Pastor Hit With The Unemployment Fraud Scam
Santa Clara County has seen a huge spike in EDD fraud and its accompanying trail of victims, including a pastor serving a mostly poor, immigrant congregation in the South Bay.
Every night, Jose Ortiz stops by a tiny room in Campbell where he has volunteered as a pastor for the past 20 years.
“A lot of people in my congregation are poor people, immigrants. This is why God put me here. I want to help,” said Pastor Ortiz.
He talks to his mostly non-English speaking parishioners about their daily challenges and shares his life struggles with them, including his battle with COVID last year. But there’s one thing he has kept a secret.
“I don’t tell my congregation the bad news. Mo, only the good news,” said Pastor Ortiz.
Back in October, the 72-year-old Guatemalan immigrant lost his day job cleaning offices and had to apply for unemployment for the first time in his life. He didn’t receive much — less than $150 per week — but he was able to use the money to buy groceries and other necessities for the family.
But one day when he checked the balance on his EDD debit card, he got a shock.
“My surprise is, ‘Oh wow! Somebody is stealing my money!’” said Ortiz.
Someone else had made $1,000 withdrawals at ATMs in Union City and Vallejo, then spent another $829 dollars at a Target in Pleasant Hill.
“I don’t go into Union City. I live in San Jose. I never go to this place,” said Pastor Ortiz.
But days after filing a fraud claim with Bank of America, the same standard letter KPIX has seen so many times arrived, telling Ortiz his claim was closed.
“It’s very frustrating how the system is not helping out,” said Pastor Ortiz’s son, Alex Ortiz. He is a San Jose police officer who pitched in on his day off to help his dad.
“I literally spent from 9 a.m. until 4 o’clock in the afternoon dealing with Bank of America,” explained Officer Ortiz.
Weeks later, Sunnyvale authorities arrested five suspects they believe were stealing mail and duplicating EDD Bank of America debit cards. Cash and guns were also found.
“I would describe them as sophisticated criminals,” said Santa Clara County District Attorney Jeff Rosen.
Rosen said the October arrests led to a major ongoing investigation involving several hundred inmates at the Santa Clara County Jail and at least $12 million stolen taxpayer dollars.
“One of the things we’re trying to let the public know and let the criminals know is that we’re onto you,” said Rosen.
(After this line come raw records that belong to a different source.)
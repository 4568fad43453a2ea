//! Directive softening: commands become invitations.
//!
//! Companion replies should suggest, not order. A per-language table maps
//! hard directive phrasings to softer equivalents, preserving a leading
//! capital. Users at trust tier 4 and above have asked for directness by
//! staying around; the step leaves their replies alone.

use lazy_static::lazy_static;
use regex::{Captures, Regex};

use crate::types::{Language, TrustTier};

lazy_static! {
    static ref EN_RULES: Vec<(Regex, &'static str)> = vec![
        (Regex::new(r"(?i)\byou must\b").unwrap(), "you might want to"),
        (Regex::new(r"(?i)\byou should\b").unwrap(), "you could"),
        (Regex::new(r"(?i)\byou need to\b").unwrap(), "it might help to"),
        (Regex::new(r"(?i)\byou have to\b").unwrap(), "you could try to"),
    ];
    static ref AR_RULES: Vec<(Regex, &'static str)> = vec![
        (Regex::new(r"يجب عليك").unwrap(), "قد ترغب في"),
        (Regex::new(r"يجب أن").unwrap(), "قد يكون من المفيد أن"),
        (Regex::new(r"عليك أن").unwrap(), "يمكنك أن"),
        (Regex::new(r"لا بد أن").unwrap(), "ربما من الجيد أن"),
    ];
}

/// Soften hard directives in `text` for `language`.
pub fn soften_directives(text: &str, language: Language, tier: TrustTier) -> String {
    if tier.keeps_directness() {
        return text.to_string();
    }

    let rules: &[(Regex, &'static str)] = match language {
        Language::En => &EN_RULES,
        Language::Ar => &AR_RULES,
    };

    let mut out = text.to_string();
    for (pattern, replacement) in rules {
        out = pattern
            .replace_all(&out, |caps: &Captures| {
                restore_leading_case(&caps[0], replacement)
            })
            .into_owned();
    }
    out
}

/// Carry an uppercase first letter from the matched phrase onto the
/// replacement, so sentence-initial directives stay sentence-initial.
fn restore_leading_case(matched: &str, replacement: &str) -> String {
    let matched_upper = matched
        .chars()
        .next()
        .map(|c| c.is_uppercase())
        .unwrap_or(false);
    if !matched_upper {
        return replacement.to_string();
    }
    let mut chars = replacement.chars();
    match chars.next() {
        Some(first) => first.to_uppercase().collect::<String>() + chars.as_str(),
        None => String::new(),
    }
}

// ============================================================================
// Tests
// ============================================================================

#[cfg(test)]
mod tests {
    use super::*;

    fn low_trust() -> TrustTier {
        TrustTier::from_score(10)
    }

    #[test]
    fn test_english_directives_soften() {
        let text = "You must rest. Also, you should eat, and you need to breathe.";
        let out = soften_directives(text, Language::En, low_trust());
        assert_eq!(
            out,
            "You might want to rest. Also, you could eat, and it might help to breathe."
        );
    }

    #[test]
    fn test_arabic_directives_soften() {
        let text = "يجب أن تنام مبكراً. عليك أن تشرب الماء.";
        let out = soften_directives(text, Language::Ar, low_trust());
        assert_eq!(out, "قد يكون من المفيد أن تنام مبكراً. يمكنك أن تشرب الماء.");
    }

    #[test]
    fn test_high_trust_keeps_directness() {
        let text = "You must talk to someone.";
        let tier = TrustTier::from_score(70);
        assert_eq!(soften_directives(text, Language::En, tier), text);
    }

    #[test]
    fn test_softening_is_idempotent() {
        let text = "You have to slow down. You should rest.";
        let once = soften_directives(text, Language::En, low_trust());
        let twice = soften_directives(&once, Language::En, low_trust());
        assert_eq!(once, twice);
    }

    #[test]
    fn test_untouched_text_passes_through() {
        let text = "Maybe a short walk would feel nice.";
        assert_eq!(soften_directives(text, Language::En, low_trust()), text);
    }
}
He said inmates provided their ID to accomplices on the outside, who applied for benefits and then transferred the benefit payments back to inmates through jail accounts. Investigators believe the accomplices got a kickback.
“You took money from hardworking, needy people that truly needed that money and didn’t belong to you. And you did this during the pandemic and caused additional suffering for other people, and you will be punished and held accountable for that,” said DA Rosen.
After KPIX submitted Pastor Ortiz’s name to Bank of America, the bank refunded him his $3,000 dollars.
“I can only thank God for parents who are humble and hardworking and that don’t ask very much from everyone, because they always believe God will supply and God would provide. But sometimes we need assistance,” said Alex Ortiz.